The Hermeneutics of Closed and Open Minds (was "Leo Casey...")

Andy Daitsman adaitsma at mail.trincoll.edu
Wed Jun 28 10:17:47 MDT 1995


Doug Henwood wrote:
>At 12:05 AM 6/28/95, Jim Jaszewski wrote:
>
>>        It's hard for me not to see Brezhnev as EXACTLY that: a stalinist.
>>Same in Rand's case. Not that I want to quibble, but if you insist that
>>stalinism is only pre-Khrushchev, then what is post?

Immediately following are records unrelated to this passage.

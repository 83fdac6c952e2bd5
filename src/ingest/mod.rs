//! Ingestion engine
//!
//! Consumes a parsed report, an embedding and file locations, and writes
//! the candidate sub-graph. Every call creates exactly one new Candidate
//! node; re-ingesting the same résumé produces a second, independent
//! candidate record. Referenced entities are merged by natural key; the
//! relationship edges are always created fresh.
//!
//! The whole write set for one candidate executes under a single store
//! write guard: readers never observe a partially-populated candidate,
//! and natural-key merges cannot race into duplicate entity nodes.

use crate::embed::{EmbedError, EmbeddingProvider};
use crate::graph::{
    GraphError, GraphStore, NodeId, NodeKind, PropertyMap, PropertyValue, RelType,
};
use crate::report::{parse_report, FieldText, ParsedReport};
use serde::{Deserialize, Serialize};
use std::fmt;
use std::sync::Arc;
use thiserror::Error;
use tokio::sync::RwLock;
use tracing::{debug, info};
use uuid::Uuid;

/// Opaque candidate identifier, generated at ingestion
#[derive(Debug, Clone, PartialEq, Eq, Hash, Serialize, Deserialize)]
#[serde(transparent)]
pub struct CandidateId(pub String);

impl CandidateId {
    fn generate() -> Self {
        CandidateId(Uuid::new_v4().to_string())
    }

    pub fn as_str(&self) -> &str {
        &self.0
    }
}

impl fmt::Display for CandidateId {
    fn fmt(&self, f: &mut fmt::Formatter<'_>) -> fmt::Result {
        write!(f, "{}", self.0)
    }
}

/// Ingestion failures. Parse problems never appear here (the parser
/// degrades soft); only collaborator and store failures abort.
#[derive(Error, Debug)]
pub enum IngestError {
    #[error("embedding failed: {0}")]
    Embedding(#[from] EmbedError),

    #[error("graph write failed: {0}")]
    Graph(#[from] GraphError),
}

/// Writes candidate records into the shared graph store
pub struct IngestEngine {
    store: Arc<RwLock<GraphStore>>,
    embedder: Arc<dyn EmbeddingProvider>,
}

impl IngestEngine {
    pub fn new(store: Arc<RwLock<GraphStore>>, embedder: Arc<dyn EmbeddingProvider>) -> Self {
        Self { store, embedder }
    }

    /// Embed and parse a report, then write the candidate sub-graph.
    pub async fn ingest(
        &self,
        report_text: &str,
        resume_url: &str,
        analysis_url: &str,
        years_of_experience: f64,
    ) -> Result<CandidateId, IngestError> {
        let embedding = self.embedder.embed(report_text).await?;
        let record = parse_report(report_text);
        self.ingest_record(&record, embedding, resume_url, analysis_url, years_of_experience)
            .await
    }

    /// Write a candidate sub-graph from an already-parsed record and a
    /// precomputed embedding vector.
    pub async fn ingest_record(
        &self,
        record: &ParsedReport,
        embedding: Vec<f32>,
        resume_url: &str,
        analysis_url: &str,
        years_of_experience: f64,
    ) -> Result<CandidateId, IngestError> {
        let candidate_id = CandidateId::generate();
        let mut store = self.store.write().await;

        let candidate = write_candidate(
            &mut store,
            &candidate_id,
            record,
            embedding,
            resume_url,
            analysis_url,
            years_of_experience,
        );

        write_locations(&mut store, candidate, record)?;
        write_companies(&mut store, candidate, record)?;
        write_designation(&mut store, candidate, record)?;
        write_education(&mut store, candidate, record)?;
        write_skills(&mut store, candidate, record)?;
        write_languages(&mut store, candidate, record)?;
        write_achievements(&mut store, candidate, record)?;
        write_projects(&mut store, candidate, record)?;
        write_suitable_roles(&mut store, candidate, record)?;
        write_links(&mut store, candidate, record)?;
        write_unknown_fields(&mut store, candidate, record)?;

        info!(
            candidate = %candidate_id,
            name = record.profile.name.value().unwrap_or("Unknown"),
            nodes = store.node_count(),
            edges = store.edge_count(),
            "candidate ingested"
        );

        Ok(candidate_id)
    }
}

fn text_or_null(field: &FieldText) -> PropertyValue {
    match field.value() {
        Some(v) => PropertyValue::String(v.to_string()),
        None => PropertyValue::Null,
    }
}

fn write_candidate(
    store: &mut GraphStore,
    candidate_id: &CandidateId,
    record: &ParsedReport,
    embedding: Vec<f32>,
    resume_url: &str,
    analysis_url: &str,
    years_of_experience: f64,
) -> NodeId {
    let profile = &record.profile;
    let mut props = PropertyMap::new();
    props.insert("candidateId".to_string(), candidate_id.as_str().into());
    props.insert(
        "name".to_string(),
        profile.name.value().unwrap_or("Unknown").into(),
    );
    props.insert("email".to_string(), text_or_null(&profile.email));
    props.insert("phone".to_string(), text_or_null(&profile.phone));
    props.insert(
        "yearsOfExperience".to_string(),
        years_of_experience.max(0.0).into(),
    );
    props.insert("resumeFileUrl".to_string(), resume_url.into());
    props.insert("analysisFileUrl".to_string(), analysis_url.into());
    props.insert("embedding".to_string(), embedding.into());

    store.create_node_with_properties(NodeKind::Candidate, props)
}

fn write_locations(
    store: &mut GraphStore,
    candidate: NodeId,
    record: &ParsedReport,
) -> Result<(), GraphError> {
    let profile = &record.profile;
    let locations = [
        ("current", &profile.location),
        ("preferred", &profile.preferred_location),
    ];

    for (location_type, field) in locations {
        let Some(name) = field.value() else { continue };

        // "City, State, Country"; missing parts stay null
        let parts: Vec<&str> = name.split(',').map(str::trim).collect();
        let mut props = PropertyMap::new();
        props.insert("name".to_string(), name.into());
        props.insert("city".to_string(), parts.first().copied().into());
        props.insert("state".to_string(), parts.get(1).copied().into());
        props.insert("country".to_string(), parts.get(2).copied().into());

        let (location, created) = store.merge_node(NodeKind::Location, name, props)?;
        if !created {
            debug!(location = name, "reusing location node");
        }

        let mut rel = PropertyMap::new();
        rel.insert("locationType".to_string(), location_type.into());
        store.create_edge_with_properties(candidate, location, RelType::LocatedIn, rel)?;
    }

    Ok(())
}

fn write_companies(
    store: &mut GraphStore,
    candidate: NodeId,
    record: &ParsedReport,
) -> Result<(), GraphError> {
    let profile = &record.profile;

    if let Some(employer) = profile.current_employer.value() {
        let mut props = PropertyMap::new();
        props.insert("name".to_string(), employer.into());
        let (company, _) = store.merge_node(NodeKind::Company, employer, props)?;

        let mut rel = PropertyMap::new();
        rel.insert("isCurrent".to_string(), true.into());
        store.create_edge_with_properties(candidate, company, RelType::WorksAt, rel)?;
    }

    for (order, employer) in profile.previous_employers.iter().enumerate() {
        let mut props = PropertyMap::new();
        props.insert("name".to_string(), employer.as_str().into());
        let (company, _) = store.merge_node(NodeKind::Company, employer, props)?;

        let mut rel = PropertyMap::new();
        rel.insert("isCurrent".to_string(), false.into());
        rel.insert("order".to_string(), (order as i64).into());
        store.create_edge_with_properties(candidate, company, RelType::WorksAt, rel)?;
    }

    Ok(())
}

fn write_designation(
    store: &mut GraphStore,
    candidate: NodeId,
    record: &ParsedReport,
) -> Result<(), GraphError> {
    let profile = &record.profile;
    let Some(title) = profile.current_designation.value() else {
        return Ok(());
    };

    let mut props = PropertyMap::new();
    props.insert("title".to_string(), title.into());
    let (designation, _) = store.merge_node(NodeKind::Designation, title, props)?;

    let mut rel = PropertyMap::new();
    rel.insert("isCurrent".to_string(), true.into());
    rel.insert(
        "company".to_string(),
        text_or_null(&profile.current_employer),
    );
    store.create_edge_with_properties(candidate, designation, RelType::HasDesignation, rel)?;

    Ok(())
}

/// Natural key for an education node: the (institution, degree) pair.
fn education_key(institution: &str, degree: &str) -> String {
    format!("{}\u{1f}{}", institution, degree)
}

fn write_education(
    store: &mut GraphStore,
    candidate: NodeId,
    record: &ParsedReport,
) -> Result<(), GraphError> {
    for entry in &record.education {
        let degree = entry.degree.as_deref().unwrap_or("Unknown");

        let mut props = PropertyMap::new();
        props.insert("institutionName".to_string(), entry.institution.as_str().into());
        props.insert("degree".to_string(), degree.into());
        props.insert("grades".to_string(), entry.grades.as_deref().into());
        let (education, _) = store.merge_node(
            NodeKind::Education,
            &education_key(&entry.institution, degree),
            props,
        )?;

        let mut rel = PropertyMap::new();
        rel.insert("graduationYear".to_string(), entry.year.as_deref().into());
        rel.insert("grades".to_string(), entry.grades.as_deref().into());
        store.create_edge_with_properties(candidate, education, RelType::StudiedAt, rel)?;
    }

    Ok(())
}

fn write_skills(
    store: &mut GraphStore,
    candidate: NodeId,
    record: &ParsedReport,
) -> Result<(), GraphError> {
    for skill in &record.skills {
        // skills dedup case-insensitively; the display name is first-seen
        let key = skill.name.to_lowercase();

        let mut props = PropertyMap::new();
        props.insert("name".to_string(), skill.name.as_str().into());
        props.insert("category".to_string(), skill.category.as_str().into());
        let (node, created) = store.merge_node(NodeKind::Skill, &key, props)?;
        if !created {
            debug!(skill = %skill.name, "reusing skill node");
        }

        let mut rel = PropertyMap::new();
        rel.insert("category".to_string(), skill.category.as_str().into());
        store.create_edge_with_properties(candidate, node, RelType::HasSkill, rel)?;
    }

    Ok(())
}

fn write_languages(
    store: &mut GraphStore,
    candidate: NodeId,
    record: &ParsedReport,
) -> Result<(), GraphError> {
    for language in &record.languages {
        let mut props = PropertyMap::new();
        props.insert("name".to_string(), language.as_str().into());
        let (node, _) = store.merge_node(NodeKind::Language, language, props)?;
        store.create_edge(candidate, node, RelType::Speaks)?;
    }

    Ok(())
}

/// Display title for free-text nodes: first 100 chars, ellipsized.
fn truncate_title(text: &str) -> String {
    if text.chars().count() > 100 {
        let short: String = text.chars().take(100).collect();
        format!("{}...", short)
    } else {
        text.to_string()
    }
}

fn write_achievements(
    store: &mut GraphStore,
    candidate: NodeId,
    record: &ParsedReport,
) -> Result<(), GraphError> {
    for achievement in &record.achievements {
        let mut props = PropertyMap::new();
        props.insert("title".to_string(), truncate_title(achievement).into());
        props.insert("description".to_string(), achievement.as_str().into());
        let node = store.create_node_with_properties(NodeKind::Achievement, props);
        store.create_edge(candidate, node, RelType::Achieved)?;
    }

    Ok(())
}

fn write_projects(
    store: &mut GraphStore,
    candidate: NodeId,
    record: &ParsedReport,
) -> Result<(), GraphError> {
    for project in &record.projects {
        let mut props = PropertyMap::new();
        props.insert("name".to_string(), truncate_title(project).into());
        props.insert("description".to_string(), project.as_str().into());
        let node = store.create_node_with_properties(NodeKind::Project, props);
        store.create_edge(candidate, node, RelType::WorkedOn)?;
    }

    Ok(())
}

fn write_suitable_roles(
    store: &mut GraphStore,
    candidate: NodeId,
    record: &ParsedReport,
) -> Result<(), GraphError> {
    for role in &record.suitable_roles {
        let mut props = PropertyMap::new();
        props.insert("name".to_string(), role.as_str().into());
        let (node, _) = store.merge_node(NodeKind::Role, role, props)?;
        store.create_edge(candidate, node, RelType::SuitableFor)?;
    }

    Ok(())
}

fn write_links(
    store: &mut GraphStore,
    candidate: NodeId,
    record: &ParsedReport,
) -> Result<(), GraphError> {
    for link in &record.links {
        let mut props = PropertyMap::new();
        props.insert("url".to_string(), link.url.as_str().into());
        props.insert("linkType".to_string(), link.link_type.as_str().into());
        let (node, _) = store.merge_node(NodeKind::Link, &link.url, props)?;

        let mut rel = PropertyMap::new();
        rel.insert("linkType".to_string(), link.link_type.as_str().into());
        store.create_edge_with_properties(candidate, node, RelType::HasLink, rel)?;
    }

    Ok(())
}

/// One sentinel edge per explicitly-unknown scalar field, tagged with the
/// field name; explicitly-unknown or empty list sections get one too.
fn write_unknown_fields(
    store: &mut GraphStore,
    candidate: NodeId,
    record: &ParsedReport,
) -> Result<(), GraphError> {
    let profile = &record.profile;
    let scalar_fields = [
        ("gender", &profile.gender),
        ("age", &profile.age),
        ("email", &profile.email),
        ("phone", &profile.phone),
        ("location", &profile.location),
        ("preferredLocation", &profile.preferred_location),
        ("interestsHobbies", &profile.interests_hobbies),
        ("currentDesignation", &profile.current_designation),
        ("currentEmployer", &profile.current_employer),
        ("noticePeriod", &profile.notice_period),
        ("expectedCtc", &profile.expected_ctc),
        ("currentCtc", &profile.current_ctc),
    ];

    let mut unknown: Vec<&str> = scalar_fields
        .iter()
        .filter(|(_, field)| field.is_unknown())
        .map(|(name, _)| *name)
        .collect();

    if record.languages.is_empty() {
        unknown.push("languages");
    }
    if record.projects.is_empty() {
        unknown.push("projects");
    }
    if record.achievements.is_empty() {
        unknown.push("achievements");
    }

    if unknown.is_empty() {
        return Ok(());
    }

    let sentinel = store.ensure_sentinel();
    for field in unknown {
        let mut rel = PropertyMap::new();
        rel.insert("field".to_string(), field.into());
        store.create_edge_with_properties(candidate, sentinel, RelType::FieldUnknown, rel)?;
    }

    Ok(())
}
//! Service configuration
//!
//! Deserializable from a config file and overridable from `TALENTGRAPH_*`
//! environment variables. The embedding section mirrors the provider
//! client's needs; everything else has workable defaults.

use crate::embed::{EmbedConfig, EmbedProvider};
use crate::search::DEFAULT_TOP_K;
use serde::{Deserialize, Serialize};

#[derive(Debug, Clone, Serialize, Deserialize)]
#[serde(default)]
pub struct ServiceConfig {
    /// Embedding provider settings
    pub embed: EmbedConfig,
    /// Result-set size when the caller does not pass top_k
    pub default_top_k: usize,
}

impl Default for ServiceConfig {
    fn default() -> Self {
        Self {
            embed: EmbedConfig::default(),
            default_top_k: DEFAULT_TOP_K,
        }
    }
}

impl ServiceConfig {
    /// Defaults overridden by whatever `TALENTGRAPH_*` variables are set
    pub fn from_env() -> Self {
        let mut config = Self::default();

        if let Ok(provider) = std::env::var("TALENTGRAPH_EMBED_PROVIDER") {
            match provider.to_lowercase().as_str() {
                "openai" => config.embed.provider = EmbedProvider::OpenAI,
                "ollama" => config.embed.provider = EmbedProvider::Ollama,
                _ => {}
            }
        }
        if let Ok(model) = std::env::var("TALENTGRAPH_EMBED_MODEL") {
            config.embed.model = model;
        }
        if let Ok(api_key) = std::env::var("TALENTGRAPH_EMBED_API_KEY") {
            config.embed.api_key = Some(api_key);
        }
        if let Ok(base_url) = std::env::var("TALENTGRAPH_EMBED_BASE_URL") {
            config.embed.api_base_url = Some(base_url);
        }
        if let Ok(dimensions) = std::env::var("TALENTGRAPH_EMBED_DIMENSIONS") {
            if let Ok(dimensions) = dimensions.parse() {
                config.embed.dimensions = dimensions;
            }
        }
        if let Ok(top_k) = std::env::var("TALENTGRAPH_TOP_K") {
            if let Ok(top_k) = top_k.parse() {
                config.default_top_k = top_k;
            }
        }

        config
    }
}

#[cfg(test)]
mod tests {
    use super::*;

    #[test]
    fn test_defaults() {
        let config = ServiceConfig::default();
        assert_eq!(config.default_top_k, 20);
        assert_eq!(config.embed.provider, EmbedProvider::Ollama);
    }

    #[test]
    fn test_deserialize_partial_config() {
        let json = r#"{"default_top_k": 5}"#;
        let config: ServiceConfig = serde_json::from_str(json).unwrap();
        assert_eq!(config.default_top_k, 5);
        assert_eq!(config.embed.dimensions, 384);
    }
}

Mightn't we call it
>>NEO-stalinism (since you reasonably want to make the distinction and keep
>>it clear)??
>
>Were there mass imprisonments, mass purges, mass executions in the USSR in
>the 1970s?

Well, no there weren't Doug.  Ummm, maybe some mass imprisonments (last I
heard the Gulag was still in operation through the 70s) but your basic point
is true.

 Of course, Brezhnev's USSR was hardly a model of free expression
>and democratic self-rule, but neither is Yeltsin's Russia. Is Yeltsin a
>Stalinist?

This on the other hand begs the question.  At least from my perspective,
Stalinism isn't the fact of bloodthirsty repression, it's a system of
exclusionary political organization.  Now, if you were to argue that Yeltsin
governs over a one-party state in which the party claims to be the sole
source of all true knowledge (I know, I know, it's a real short-hand, hardly
scientific definition of Stalinism, but it's better than the options you
suggest), then we could judge if that argument were true and make an
informed determination of whether or not he was a Stalinist.

Though I'm not particularly thrilled with the Leninist conception of the
vanguard party either, I still find significant differences between it and
the Stalinist party.  And the Stalinist party, best as I can tell, remained
intact after Kruschev's rectifications.  At least until Gorbachev.